#### [Instructions to follow]
Using the listing below, return every line that includes "CommandEngine".

#### [Data for analysis]
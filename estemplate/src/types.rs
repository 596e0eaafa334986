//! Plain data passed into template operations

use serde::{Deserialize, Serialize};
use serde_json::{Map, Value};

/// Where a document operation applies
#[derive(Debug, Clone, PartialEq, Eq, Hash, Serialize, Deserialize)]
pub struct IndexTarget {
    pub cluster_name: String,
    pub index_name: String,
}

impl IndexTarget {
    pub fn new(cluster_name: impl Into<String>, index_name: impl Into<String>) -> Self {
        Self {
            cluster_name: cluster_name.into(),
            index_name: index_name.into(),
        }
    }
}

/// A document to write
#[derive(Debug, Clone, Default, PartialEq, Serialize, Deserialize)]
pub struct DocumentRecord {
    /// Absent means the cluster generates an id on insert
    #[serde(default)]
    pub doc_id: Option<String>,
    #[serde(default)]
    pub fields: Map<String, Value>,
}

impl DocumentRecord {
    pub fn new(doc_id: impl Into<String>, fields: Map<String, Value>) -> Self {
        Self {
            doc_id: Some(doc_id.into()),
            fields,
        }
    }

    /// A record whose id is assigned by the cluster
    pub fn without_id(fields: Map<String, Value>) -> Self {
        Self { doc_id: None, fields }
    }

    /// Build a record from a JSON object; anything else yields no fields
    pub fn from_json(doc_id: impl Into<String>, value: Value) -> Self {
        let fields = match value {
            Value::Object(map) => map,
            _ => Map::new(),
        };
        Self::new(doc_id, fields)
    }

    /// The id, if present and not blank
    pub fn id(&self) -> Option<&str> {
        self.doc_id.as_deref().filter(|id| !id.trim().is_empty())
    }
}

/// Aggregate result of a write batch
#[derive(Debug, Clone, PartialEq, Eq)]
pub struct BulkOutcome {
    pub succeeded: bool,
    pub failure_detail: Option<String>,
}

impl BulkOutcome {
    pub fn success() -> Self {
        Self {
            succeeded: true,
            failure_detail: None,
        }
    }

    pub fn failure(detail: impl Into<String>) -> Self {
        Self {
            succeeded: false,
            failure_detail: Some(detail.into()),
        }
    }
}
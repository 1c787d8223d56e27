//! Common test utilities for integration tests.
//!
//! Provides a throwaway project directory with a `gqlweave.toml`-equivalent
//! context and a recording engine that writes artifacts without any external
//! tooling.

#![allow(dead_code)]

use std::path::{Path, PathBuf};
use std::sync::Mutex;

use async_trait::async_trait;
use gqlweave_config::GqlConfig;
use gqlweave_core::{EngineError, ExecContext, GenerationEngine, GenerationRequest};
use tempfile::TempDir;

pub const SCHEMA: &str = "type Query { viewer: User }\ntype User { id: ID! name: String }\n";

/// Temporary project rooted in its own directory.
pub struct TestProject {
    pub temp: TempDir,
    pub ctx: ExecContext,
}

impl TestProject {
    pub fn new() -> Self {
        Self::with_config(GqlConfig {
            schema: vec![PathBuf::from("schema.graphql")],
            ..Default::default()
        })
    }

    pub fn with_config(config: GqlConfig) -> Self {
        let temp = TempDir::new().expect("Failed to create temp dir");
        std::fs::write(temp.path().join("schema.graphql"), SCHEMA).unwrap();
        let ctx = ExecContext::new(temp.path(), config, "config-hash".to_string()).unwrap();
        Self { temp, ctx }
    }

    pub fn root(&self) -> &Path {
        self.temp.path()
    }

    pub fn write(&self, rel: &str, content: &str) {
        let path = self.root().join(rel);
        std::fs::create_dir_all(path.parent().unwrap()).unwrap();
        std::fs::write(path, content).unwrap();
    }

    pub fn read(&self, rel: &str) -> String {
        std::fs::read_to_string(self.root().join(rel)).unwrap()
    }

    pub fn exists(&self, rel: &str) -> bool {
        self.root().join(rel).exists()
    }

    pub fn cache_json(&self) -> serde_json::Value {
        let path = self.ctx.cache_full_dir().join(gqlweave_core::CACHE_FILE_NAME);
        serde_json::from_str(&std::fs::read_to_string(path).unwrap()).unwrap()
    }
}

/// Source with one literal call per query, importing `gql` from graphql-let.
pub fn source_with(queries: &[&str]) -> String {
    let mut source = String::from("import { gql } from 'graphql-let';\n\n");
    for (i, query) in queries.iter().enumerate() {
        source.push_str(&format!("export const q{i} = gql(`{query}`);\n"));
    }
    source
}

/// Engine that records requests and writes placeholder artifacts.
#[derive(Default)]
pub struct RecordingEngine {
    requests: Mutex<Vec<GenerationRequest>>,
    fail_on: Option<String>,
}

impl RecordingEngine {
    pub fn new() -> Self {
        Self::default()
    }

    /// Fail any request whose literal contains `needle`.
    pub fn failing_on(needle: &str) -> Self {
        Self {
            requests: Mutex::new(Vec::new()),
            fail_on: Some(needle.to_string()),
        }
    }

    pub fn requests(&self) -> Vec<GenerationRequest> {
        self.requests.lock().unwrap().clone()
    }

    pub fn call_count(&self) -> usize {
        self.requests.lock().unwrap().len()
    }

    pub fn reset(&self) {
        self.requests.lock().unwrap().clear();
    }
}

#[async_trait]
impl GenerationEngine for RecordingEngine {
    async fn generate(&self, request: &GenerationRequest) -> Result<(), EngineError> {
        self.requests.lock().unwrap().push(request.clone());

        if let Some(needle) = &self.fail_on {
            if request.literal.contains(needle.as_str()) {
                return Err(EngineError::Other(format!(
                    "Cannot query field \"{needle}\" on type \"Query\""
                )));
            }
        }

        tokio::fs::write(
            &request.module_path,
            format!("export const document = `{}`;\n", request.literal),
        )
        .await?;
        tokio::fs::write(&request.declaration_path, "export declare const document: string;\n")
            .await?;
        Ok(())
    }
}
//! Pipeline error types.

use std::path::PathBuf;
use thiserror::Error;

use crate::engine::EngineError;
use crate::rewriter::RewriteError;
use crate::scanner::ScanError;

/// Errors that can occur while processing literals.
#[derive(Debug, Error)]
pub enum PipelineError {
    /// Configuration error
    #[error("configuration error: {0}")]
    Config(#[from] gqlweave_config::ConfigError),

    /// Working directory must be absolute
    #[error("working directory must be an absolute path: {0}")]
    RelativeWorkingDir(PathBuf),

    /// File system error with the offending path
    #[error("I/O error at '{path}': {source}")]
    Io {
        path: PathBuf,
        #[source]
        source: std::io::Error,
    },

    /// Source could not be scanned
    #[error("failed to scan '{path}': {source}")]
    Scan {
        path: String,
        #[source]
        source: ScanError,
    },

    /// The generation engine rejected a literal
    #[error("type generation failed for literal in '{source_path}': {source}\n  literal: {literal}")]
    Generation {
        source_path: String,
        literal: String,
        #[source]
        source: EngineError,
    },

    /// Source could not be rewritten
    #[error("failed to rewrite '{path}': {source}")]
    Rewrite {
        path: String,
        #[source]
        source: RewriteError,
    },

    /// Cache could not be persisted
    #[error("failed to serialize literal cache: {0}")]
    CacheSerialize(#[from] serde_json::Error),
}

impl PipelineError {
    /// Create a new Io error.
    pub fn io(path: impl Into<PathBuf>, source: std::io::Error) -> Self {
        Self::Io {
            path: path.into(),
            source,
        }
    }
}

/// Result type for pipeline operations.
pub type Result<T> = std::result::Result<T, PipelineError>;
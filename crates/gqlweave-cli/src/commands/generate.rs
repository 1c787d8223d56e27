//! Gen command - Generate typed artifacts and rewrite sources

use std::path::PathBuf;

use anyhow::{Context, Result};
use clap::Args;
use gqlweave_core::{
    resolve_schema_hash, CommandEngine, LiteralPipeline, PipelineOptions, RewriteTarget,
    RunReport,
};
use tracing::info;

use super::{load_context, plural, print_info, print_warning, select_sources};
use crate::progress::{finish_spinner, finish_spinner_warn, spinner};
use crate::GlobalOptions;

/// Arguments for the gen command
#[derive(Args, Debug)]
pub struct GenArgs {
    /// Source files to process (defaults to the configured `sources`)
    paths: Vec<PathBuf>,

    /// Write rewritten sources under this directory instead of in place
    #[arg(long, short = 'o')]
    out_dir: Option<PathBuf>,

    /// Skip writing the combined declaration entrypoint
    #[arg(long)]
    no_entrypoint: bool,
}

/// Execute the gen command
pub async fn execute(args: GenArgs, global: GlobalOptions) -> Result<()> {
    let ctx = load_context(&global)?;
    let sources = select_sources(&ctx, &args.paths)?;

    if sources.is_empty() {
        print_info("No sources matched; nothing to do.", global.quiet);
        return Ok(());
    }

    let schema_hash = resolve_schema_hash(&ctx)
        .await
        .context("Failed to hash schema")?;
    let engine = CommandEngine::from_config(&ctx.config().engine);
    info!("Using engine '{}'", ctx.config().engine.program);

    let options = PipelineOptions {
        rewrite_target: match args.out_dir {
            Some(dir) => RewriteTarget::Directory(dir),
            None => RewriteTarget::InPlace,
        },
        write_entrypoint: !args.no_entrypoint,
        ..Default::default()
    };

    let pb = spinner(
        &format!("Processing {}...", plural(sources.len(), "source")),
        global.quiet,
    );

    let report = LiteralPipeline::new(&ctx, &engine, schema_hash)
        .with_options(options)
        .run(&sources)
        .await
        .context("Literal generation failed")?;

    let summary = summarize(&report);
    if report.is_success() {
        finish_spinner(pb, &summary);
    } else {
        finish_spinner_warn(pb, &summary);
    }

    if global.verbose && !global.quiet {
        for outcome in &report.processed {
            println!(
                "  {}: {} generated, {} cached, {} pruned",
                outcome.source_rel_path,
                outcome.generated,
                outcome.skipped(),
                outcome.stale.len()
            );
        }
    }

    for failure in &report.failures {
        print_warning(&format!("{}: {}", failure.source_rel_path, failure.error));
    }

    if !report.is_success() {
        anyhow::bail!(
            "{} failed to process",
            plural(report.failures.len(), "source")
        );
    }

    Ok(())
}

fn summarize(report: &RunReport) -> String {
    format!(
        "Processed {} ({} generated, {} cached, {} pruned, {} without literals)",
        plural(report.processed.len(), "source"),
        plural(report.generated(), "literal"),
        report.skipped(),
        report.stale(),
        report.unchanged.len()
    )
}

#### [Task answer]
    resolve_schema_hash, CommandEngine, LiteralPipeline, PipelineOptions, RewriteTarget,
    let engine = CommandEngine::from_config(&ctx.config().engine);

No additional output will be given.